1.2.2. Infectious agents
In terms of human health, pathogenic organisms are the world’s most serious water pollutants. Among the most important diseases of water origin are typhoid, cholera, bacterial and amoebic dysentery, enteritis, poliomyelitis and infectious hepatitis. Malaria and yellow fever are transmitted through insects that produce aquatic larvae.
The main source of these pathogens is insufficient treatment of waste. Animal waste, food parcels or fields near canals and food processing plants with inadequate waste treatment facilities are also sources of many diseases. The discovery of various pathogens in the water is difficult, time consuming and costly. So, generally, water quality control staff analyse water for the presence of coliform bacteria, one of the many types living in the intestines of humans and animals. If a large number of these organisms are found in the water sample, it shows contamination from untreated sewage.
1.2.3. Pollution with hazardous substances
Contamination may originate from point sources such as water treatment plants and industries, or diffuse sources, such as agriculture or urban run-off. When untreated water flows into a water body, the pollution affects all living organisms, bacteria, plants, and invertebrate and vertebrate animals. Consequences to living organisms and ecosystem as a whole differ, depending on the polluting substances and their concentration.

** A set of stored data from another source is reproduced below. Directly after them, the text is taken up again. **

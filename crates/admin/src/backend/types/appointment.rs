//! Appointments and the decorators attached to them.

use chrono::{NaiveDate, NaiveDateTime};
use serde::{Deserialize, Serialize};

use vetdesk_core::{
    AppointmentId, AppointmentStatus, DecoratorId, DecoratorKind, PetId, ServiceId, UserId,
};

use super::common::{datetime, optional_datetime};

/// A booked visit.
#[derive(Debug, Clone, PartialEq, Serialize, Deserialize)]
#[serde(rename_all = "camelCase")]
pub struct Appointment {
    pub id: AppointmentId,
    pub pet_id: PetId,
    #[serde(default)]
    pub pet_name: Option<String>,
    #[serde(default)]
    pub owner_id: Option<UserId>,
    #[serde(default)]
    pub owner_name: Option<String>,
    #[serde(default)]
    pub veterinarian_id: Option<UserId>,
    #[serde(default)]
    pub veterinarian_name: Option<String>,
    #[serde(default)]
    pub service_id: Option<ServiceId>,
    #[serde(default)]
    pub service_name: Option<String>,
    #[serde(with = "datetime")]
    pub scheduled_at: NaiveDateTime,
    pub status: AppointmentStatus,
    #[serde(default)]
    pub reason: Option<String>,
    #[serde(default)]
    pub decorators: Vec<Decorator>,
}

impl Appointment {
    /// Calendar day of the visit.
    #[must_use]
    pub fn date(&self) -> NaiveDate {
        self.scheduled_at.date()
    }

    /// Whether any attached decorator flags the visit as priority.
    #[must_use]
    pub fn is_priority(&self) -> bool {
        self.decorators
            .iter()
            .any(|d| d.kind == DecoratorKind::Priority)
    }
}

/// Body for creating or updating an appointment.
#[derive(Debug, Clone, PartialEq, Serialize)]
#[serde(rename_all = "camelCase")]
pub struct AppointmentInput {
    pub pet_id: PetId,
    #[serde(skip_serializing_if = "Option::is_none")]
    pub veterinarian_id: Option<UserId>,
    #[serde(skip_serializing_if = "Option::is_none")]
    pub service_id: Option<ServiceId>,
    #[serde(with = "datetime")]
    pub scheduled_at: NaiveDateTime,
    #[serde(skip_serializing_if = "Option::is_none")]
    pub reason: Option<String>,
}

/// Body for `PATCH /appointments/{id}/status`.
#[derive(Debug, Clone, Copy, Serialize)]
pub struct StatusChange {
    pub status: AppointmentStatus,
}

/// Metadata attached to an appointment: a note, reminder, or priority flag.
#[derive(Debug, Clone, PartialEq, Serialize, Deserialize)]
#[serde(rename_all = "camelCase")]
pub struct Decorator {
    pub id: DecoratorId,
    #[serde(default)]
    pub appointment_id: Option<AppointmentId>,
    #[serde(alias = "type")]
    pub kind: DecoratorKind,
    pub content: String,
    #[serde(default, with = "optional_datetime")]
    pub created_at: Option<NaiveDateTime>,
}

/// Body for attaching a decorator.
#[derive(Debug, Clone, PartialEq, Serialize)]
pub struct NewDecorator {
    pub kind: DecoratorKind,
    pub content: String,
}

#[cfg(test)]
#[allow(clippy::unwrap_used)]
mod tests {
    use super::*;

    #[test]
    fn test_appointment_with_decorators() {
        let json = r#"{
            "id": 40,
            "petId": 3,
            "petName": "Rex",
            "scheduledAt": "2026-03-14T09:30:00",
            "status": "confirmed",
            "decorators": [
                {"id": 1, "type": "priority", "content": "Post-surgery check"},
                {"id": 2, "kind": "note", "content": "Nervous around cats"}
            ]
        }"#;
        let appointment: Appointment = serde_json::from_str(json).unwrap();
        assert_eq!(appointment.status, AppointmentStatus::Confirmed);
        assert_eq!(appointment.date(), NaiveDate::from_ymd_opt(2026, 3, 14).unwrap());
        assert_eq!(appointment.decorators.len(), 2);
        assert!(appointment.is_priority());
    }

    #[test]
    fn test_input_wire_format() {
        let input = AppointmentInput {
            pet_id: PetId::new(3),
            veterinarian_id: Some(UserId::new(7)),
            service_id: None,
            scheduled_at: NaiveDate::from_ymd_opt(2026, 3, 14)
                .unwrap()
                .and_hms_opt(9, 30, 0)
                .unwrap(),
            reason: None,
        };
        assert_eq!(
            serde_json::to_string(&input).unwrap(),
            r#"{"petId":3,"veterinarianId":7,"scheduledAt":"2026-03-14T09:30:00"}"#
        );
    }
}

Hazardous substances (e.g. pesticides) cause immediate death of species when in high enough concentration.
EXAMPLE
A devastating spill of cyanide occurred in the Danube river basin in 2000. A dam holding the contaminated waters of Baia Mare gold mine burst and 100,000 m3 (3,500,000 cu ft) of cyanide-contaminated water reached the Tisza and then the Danube, killing large numbers of fish in Hungary and Yugoslavia. The spill contaminated the drinking supplies of over 2.5 million Hungarians. In addition to cyanide, heavy metals were washed into the river and had a long-lasting negative impact on the environment. Large quantities of fish died due to the toxicity of cyanide in the waters of the rivers, affecting 62 species of fish. Two years after the spill, the ecosystem began to recover, but it was still far from its initial state; the fishermen of Hungary claimed that their catches in 2002 were only at a fifth of their original levels.

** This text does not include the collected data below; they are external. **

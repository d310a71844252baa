//! Front-end configuration loaded from environment variables.
//!
//! # Environment Variables
//!
//! ## Required
//! - `VETDESK_API_BASE_URL` - Base URL of the clinic REST API (e.g. `https://api.clinic.vet/v1`)
//!
//! ## Optional
//! - `VETDESK_HOST` - Bind address (default: 127.0.0.1)
//! - `VETDESK_PORT` - Listen port (default: 3000)
//! - `VETDESK_BASE_URL` - Public URL of this front end (default: `http://localhost:3000`)
//! - `VETDESK_API_TIMEOUT_SECS` - Per-request timeout for API calls (default: 15)
//! - `VETDESK_REMEMBER_ME_DAYS` - Lifetime of a "remember me" session (default: 30)
//! - `VETDESK_LOG_JSON` - Emit JSON logs when set to `1`/`true`
//! - `SENTRY_DSN` - Sentry error tracking DSN
//! - `SENTRY_ENVIRONMENT` - Sentry environment name
//! - `SENTRY_SAMPLE_RATE` - Error sample rate (default: 1.0)
//! - `SENTRY_TRACES_SAMPLE_RATE` - Traces sample rate (default: 0.1)
//!
//! ## Optional (TLS)
//! - `VETDESK_TLS_CERT` - PEM-encoded certificate chain
//! - `VETDESK_TLS_KEY` - PEM-encoded private key

use std::net::{IpAddr, SocketAddr};
use std::time::Duration;

use secrecy::SecretString;
use thiserror::Error;
use url::Url;

const DEFAULT_API_TIMEOUT_SECS: u64 = 15;
const DEFAULT_REMEMBER_ME_DAYS: i64 = 30;
const MAX_REMEMBER_ME_DAYS: i64 = 365;

/// Configuration errors that can occur during loading.
#[derive(Debug, Error)]
pub enum ConfigError {
    #[error("Missing environment variable: {0}")]
    MissingEnvVar(String),
    #[error("Invalid environment variable {0}: {1}")]
    InvalidEnvVar(String, String),
}

/// Front-end application configuration.
#[derive(Debug, Clone)]
pub struct AdminConfig {
    /// IP address to bind the server to
    pub host: IpAddr,
    /// Port to listen on
    pub port: u16,
    /// Public base URL of the front end
    pub base_url: String,
    /// Clinic API settings
    pub api: ApiConfig,
    /// How long a "remember me" session survives without activity
    pub remember_me_days: i64,
    /// Emit JSON-formatted logs
    pub log_json: bool,
    /// Sentry DSN for error tracking
    pub sentry_dsn: Option<String>,
    /// Sentry environment (e.g., "development", "staging", "production")
    pub sentry_environment: Option<String>,
    /// Sentry error sample rate (0.0 to 1.0)
    pub sentry_sample_rate: f32,
    /// Sentry traces sample rate for performance monitoring (0.0 to 1.0)
    pub sentry_traces_sample_rate: f32,
    /// TLS configuration for HTTPS (optional)
    pub tls: Option<TlsConfig>,
}

/// Clinic REST API configuration.
#[derive(Debug, Clone)]
pub struct ApiConfig {
    /// Base URL; resource paths are joined onto it.
    pub base_url: Url,
    /// Per-request timeout.
    pub timeout: Duration,
}

impl ApiConfig {
    /// Build an API configuration from a base URL string.
    ///
    /// A trailing slash is added when missing so that joining `pets` onto
    /// `https://api.clinic.vet/v1` yields `.../v1/pets` rather than `.../pets`.
    ///
    /// # Errors
    ///
    /// Returns `ConfigError::InvalidEnvVar` if the URL does not parse or is
    /// not http(s).
    pub fn new(base_url: &str, timeout: Duration) -> Result<Self, ConfigError> {
        let normalized = if base_url.ends_with('/') {
            base_url.to_string()
        } else {
            format!("{base_url}/")
        };
        let url = Url::parse(&normalized).map_err(|e| {
            ConfigError::InvalidEnvVar("VETDESK_API_BASE_URL".to_string(), e.to_string())
        })?;
        if !matches!(url.scheme(), "http" | "https") {
            return Err(ConfigError::InvalidEnvVar(
                "VETDESK_API_BASE_URL".to_string(),
                format!("unsupported scheme '{}'", url.scheme()),
            ));
        }
        Ok(Self {
            base_url: url,
            timeout,
        })
    }
}

/// TLS configuration for HTTPS.
#[derive(Clone)]
pub struct TlsConfig {
    /// PEM-encoded certificate chain
    pub cert_pem: String,
    /// PEM-encoded private key
    pub key_pem: SecretString,
}

impl std::fmt::Debug for TlsConfig {
    fn fmt(&self, f: &mut std::fmt::Formatter<'_>) -> std::fmt::Result {
        f.debug_struct("TlsConfig")
            .field("cert_pem", &"[CERTIFICATE]")
            .field("key_pem", &"[REDACTED]")
            .finish()
    }
}

impl TlsConfig {
    fn from_env() -> Result<Option<Self>, ConfigError> {
        let cert_pem = get_optional_env("VETDESK_TLS_CERT");
        let key_pem = get_optional_env("VETDESK_TLS_KEY");

        match (cert_pem, key_pem) {
            (Some(cert), Some(key)) => Ok(Some(Self {
                cert_pem: cert,
                key_pem: SecretString::from(key),
            })),
            (None, None) => Ok(None),
            _ => Err(ConfigError::InvalidEnvVar(
                "VETDESK_TLS_*".to_string(),
                "Both VETDESK_TLS_CERT and VETDESK_TLS_KEY must be set together".to_string(),
            )),
        }
    }
}

impl AdminConfig {
    /// Load configuration from environment variables.
    ///
    /// Calls `dotenvy::dotenv()` to load from `.env` file if present.
    ///
    /// # Errors
    ///
    /// Returns `ConfigError` if required variables are missing or invalid.
    pub fn from_env() -> Result<Self, ConfigError> {
        // Load .env file if present (ignore errors if not found)
        let _ = dotenvy::dotenv();

        let host = get_env_or_default("VETDESK_HOST", "127.0.0.1")
            .parse::<IpAddr>()
            .map_err(|e| ConfigError::InvalidEnvVar("VETDESK_HOST".to_string(), e.to_string()))?;
        let port = get_env_or_default("VETDESK_PORT", "3000")
            .parse::<u16>()
            .map_err(|e| ConfigError::InvalidEnvVar("VETDESK_PORT".to_string(), e.to_string()))?;
        let base_url = get_env_or_default("VETDESK_BASE_URL", "http://localhost:3000");

        let timeout_secs = get_env_or_default(
            "VETDESK_API_TIMEOUT_SECS",
            &DEFAULT_API_TIMEOUT_SECS.to_string(),
        )
        .parse::<u64>()
        .map_err(|e| {
            ConfigError::InvalidEnvVar("VETDESK_API_TIMEOUT_SECS".to_string(), e.to_string())
        })?;
        let api = ApiConfig::new(
            &get_required_env("VETDESK_API_BASE_URL")?,
            Duration::from_secs(timeout_secs),
        )?;

        let remember_me_days = parse_remember_me_days(get_optional_env(
            "VETDESK_REMEMBER_ME_DAYS",
        ))?;
        let log_json = get_optional_env("VETDESK_LOG_JSON")
            .is_some_and(|v| matches!(v.to_ascii_lowercase().as_str(), "1" | "true" | "yes"));

        let sentry_dsn = get_optional_env("SENTRY_DSN");
        let sentry_environment = get_optional_env("SENTRY_ENVIRONMENT");
        let sentry_sample_rate = get_optional_env("SENTRY_SAMPLE_RATE")
            .and_then(|s| s.parse().ok())
            .unwrap_or(1.0);
        let sentry_traces_sample_rate = get_optional_env("SENTRY_TRACES_SAMPLE_RATE")
            .and_then(|s| s.parse().ok())
            .unwrap_or(0.1);
        let tls = TlsConfig::from_env()?;

        Ok(Self {
            host,
            port,
            base_url,
            api,
            remember_me_days,
            log_json,
            sentry_dsn,
            sentry_environment,
            sentry_sample_rate,
            sentry_traces_sample_rate,
            tls,
        })
    }

    /// Returns the socket address for binding the server.
    #[must_use]
    pub const fn socket_addr(&self) -> SocketAddr {
        SocketAddr::new(self.host, self.port)
    }

    /// Whether the front end is served over HTTPS (secure cookies).
    #[must_use]
    pub fn is_secure(&self) -> bool {
        self.base_url.starts_with("https://") || self.tls.is_some()
    }

    /// Lifetime of a "remember me" session.
    #[must_use]
    pub const fn remember_me_duration(&self) -> time::Duration {
        time::Duration::days(self.remember_me_days)
    }

    /// Configuration suitable for tests: local bind, given API URL, no Sentry.
    ///
    /// # Errors
    ///
    /// Returns `ConfigError` if `api_base_url` is invalid.
    pub fn for_api(api_base_url: &str) -> Result<Self, ConfigError> {
        Ok(Self {
            host: IpAddr::from([127, 0, 0, 1]),
            port: 0,
            base_url: "http://localhost".to_string(),
            api: ApiConfig::new(
                api_base_url,
                Duration::from_secs(DEFAULT_API_TIMEOUT_SECS),
            )?,
            remember_me_days: DEFAULT_REMEMBER_ME_DAYS,
            log_json: false,
            sentry_dsn: None,
            sentry_environment: None,
            sentry_sample_rate: 1.0,
            sentry_traces_sample_rate: 0.0,
            tls: None,
        })
    }
}

// =============================================================================
// Helper Functions
// =============================================================================

/// Get a required environment variable.
fn get_required_env(key: &str) -> Result<String, ConfigError> {
    std::env::var(key).map_err(|_| ConfigError::MissingEnvVar(key.to_string()))
}

/// Get an optional environment variable.
fn get_optional_env(key: &str) -> Option<String> {
    std::env::var(key).ok().filter(|v| !v.trim().is_empty())
}

/// Get an environment variable with a default value.
fn get_env_or_default(key: &str, default: &str) -> String {
    get_optional_env(key).unwrap_or_else(|| default.to_string())
}

/// Parse and bound the remember-me lifetime.
fn parse_remember_me_days(raw: Option<String>) -> Result<i64, ConfigError> {
    let Some(raw) = raw else {
        return Ok(DEFAULT_REMEMBER_ME_DAYS);
    };
    let days = raw.trim().parse::<i64>().map_err(|e| {
        ConfigError::InvalidEnvVar("VETDESK_REMEMBER_ME_DAYS".to_string(), e.to_string())
    })?;
    if !(1..=MAX_REMEMBER_ME_DAYS).contains(&days) {
        return Err(ConfigError::InvalidEnvVar(
            "VETDESK_REMEMBER_ME_DAYS".to_string(),
            format!("must be between 1 and {MAX_REMEMBER_ME_DAYS}"),
        ));
    }
    Ok(days)
}

#[cfg(test)]
#[allow(clippy::unwrap_used)]
mod tests {
    use super::*;

    #[test]
    fn test_api_config_adds_trailing_slash() {
        let api = ApiConfig::new("https://api.clinic.vet/v1", Duration::from_secs(5)).unwrap();
        assert_eq!(api.base_url.as_str(), "https://api.clinic.vet/v1/");
        assert_eq!(
            api.base_url.join("pets").unwrap().as_str(),
            "https://api.clinic.vet/v1/pets"
        );
    }

    #[test]
    fn test_api_config_rejects_bad_urls() {
        assert!(ApiConfig::new("not a url", Duration::from_secs(5)).is_err());
        let err = ApiConfig::new("ftp://files.clinic.vet", Duration::from_secs(5)).unwrap_err();
        assert!(err.to_string().contains("unsupported scheme"));
    }

    #[test]
    fn test_remember_me_days_bounds() {
        assert_eq!(parse_remember_me_days(None).unwrap(), 30);
        assert_eq!(parse_remember_me_days(Some("7".to_string())).unwrap(), 7);
        assert!(parse_remember_me_days(Some("0".to_string())).is_err());
        assert!(parse_remember_me_days(Some("400".to_string())).is_err());
        assert!(parse_remember_me_days(Some("week".to_string())).is_err());
    }

    #[test]
    fn test_socket_addr_and_security() {
        let mut config = AdminConfig::for_api("http://127.0.0.1:9000").unwrap();
        config.port = 3000;
        let addr = config.socket_addr();
        assert_eq!(addr.ip().to_string(), "127.0.0.1");
        assert_eq!(addr.port(), 3000);
        assert!(!config.is_secure());

        config.base_url = "https://desk.clinic.vet".to_string();
        assert!(config.is_secure());
    }

    #[test]
    fn test_remember_me_duration() {
        let config = AdminConfig::for_api("http://127.0.0.1:9000").unwrap();
        assert_eq!(config.remember_me_duration(), time::Duration::days(30));
    }

    #[test]
    fn test_tls_config_debug_redacts_key() {
        let config = TlsConfig {
            cert_pem: "-----BEGIN CERTIFICATE-----".to_string(),
            key_pem: SecretString::from("super_secret_private_key"),
        };

        let debug_output = format!("{config:?}");
        assert!(debug_output.contains("[REDACTED]"));
        assert!(!debug_output.contains("super_secret_private_key"));
    }
}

If the concentration of hazardous chemicals is lower, so that it is not lethal, the chemicals accumulate in the food chain and cause more harm in the top layers of food chain. Below you can see a simplified example of a food chain, which demonstrates the accumulation of hazardous substances. In this example half of the algae (light red) contain hazardous chemicals. On the next level of the ecosystem, krill (small crustaceans) may be lucky to feed on algae containing no hazardous substances. The higher in the food chain, the smaller the ability an organism has to escape hazardous substances. For this reason, an organism at the top level of the food chain (e.g. bald eagle) is most affected by pollution. Humans are also at the top layer in the food chain and therefore cannot easily avoid hazardous substances in a polluted environment.

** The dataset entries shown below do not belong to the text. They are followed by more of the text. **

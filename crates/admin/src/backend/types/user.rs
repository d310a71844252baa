//! User accounts.

use chrono::NaiveDateTime;
use serde::{Deserialize, Serialize};

use vetdesk_core::{Role, UserId};

use super::common::{default_true, optional_datetime};

/// A clinic user: staff member or pet owner.
#[derive(Debug, Clone, PartialEq, Serialize, Deserialize)]
#[serde(rename_all = "camelCase")]
pub struct User {
    pub id: UserId,
    pub email: String,
    #[serde(default)]
    pub first_name: String,
    #[serde(default)]
    pub last_name: String,
    #[serde(default)]
    pub phone: Option<String>,
    #[serde(default)]
    pub role: Role,
    #[serde(default = "default_true")]
    pub is_active: bool,
    #[serde(default, with = "optional_datetime")]
    pub created_at: Option<NaiveDateTime>,
}

impl User {
    /// `"First Last"`, or the email when both names are blank.
    #[must_use]
    pub fn full_name(&self) -> String {
        let name = format!("{} {}", self.first_name.trim(), self.last_name.trim());
        let name = name.trim();
        if name.is_empty() {
            self.email.clone()
        } else {
            name.to_string()
        }
    }
}

/// Body for creating a user.
#[derive(Debug, Clone, Serialize)]
#[serde(rename_all = "camelCase")]
pub struct NewUser {
    pub email: String,
    pub first_name: String,
    pub last_name: String,
    #[serde(skip_serializing_if = "Option::is_none")]
    pub phone: Option<String>,
    pub role: Role,
    pub password: String,
}

/// Body for updating a user. Absent fields are left unchanged.
#[derive(Debug, Clone, Default, Serialize)]
#[serde(rename_all = "camelCase")]
pub struct UserUpdate {
    #[serde(skip_serializing_if = "Option::is_none")]
    pub email: Option<String>,
    #[serde(skip_serializing_if = "Option::is_none")]
    pub first_name: Option<String>,
    #[serde(skip_serializing_if = "Option::is_none")]
    pub last_name: Option<String>,
    #[serde(skip_serializing_if = "Option::is_none")]
    pub phone: Option<String>,
    #[serde(skip_serializing_if = "Option::is_none")]
    pub role: Option<Role>,
    #[serde(skip_serializing_if = "Option::is_none")]
    pub is_active: Option<bool>,
}

#[cfg(test)]
#[allow(clippy::unwrap_used)]
mod tests {
    use super::*;

    #[test]
    fn test_user_from_api() {
        let json = r#"{
            "id": 12,
            "email": "ana@clinic.vet",
            "firstName": "Ana",
            "lastName": "Ruiz",
            "role": "veterinarian",
            "createdAt": "2025-11-02T08:00:00.000Z"
        }"#;
        let user: User = serde_json::from_str(json).unwrap();
        assert_eq!(user.id, UserId::new(12));
        assert_eq!(user.role, Role::Veterinarian);
        assert!(user.is_active);
        assert!(user.created_at.is_some());
        assert_eq!(user.full_name(), "Ana Ruiz");
    }

    #[test]
    fn test_update_skips_absent_fields() {
        let update = UserUpdate {
            phone: Some("555-0100".to_string()),
            ..UserUpdate::default()
        };
        assert_eq!(
            serde_json::to_string(&update).unwrap(),
            r#"{"phone":"555-0100"}"#
        );
    }
}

Figure 7. Accumulation of hazardous substances in foodweb. Hazardous substances are marked in red []
EXAMPLE
In the European Union, 33 hazardous substances have been identified for which environmental quality standards are set, including substances such as anthracene, benzene, cadmium, lead, mercury, nickel, polyaromic hydrocarbons. Source
Tip for auditors
One audit question could be whether the pollution sources have been identified along with the distribution of each in the overall pollution load of a given water body.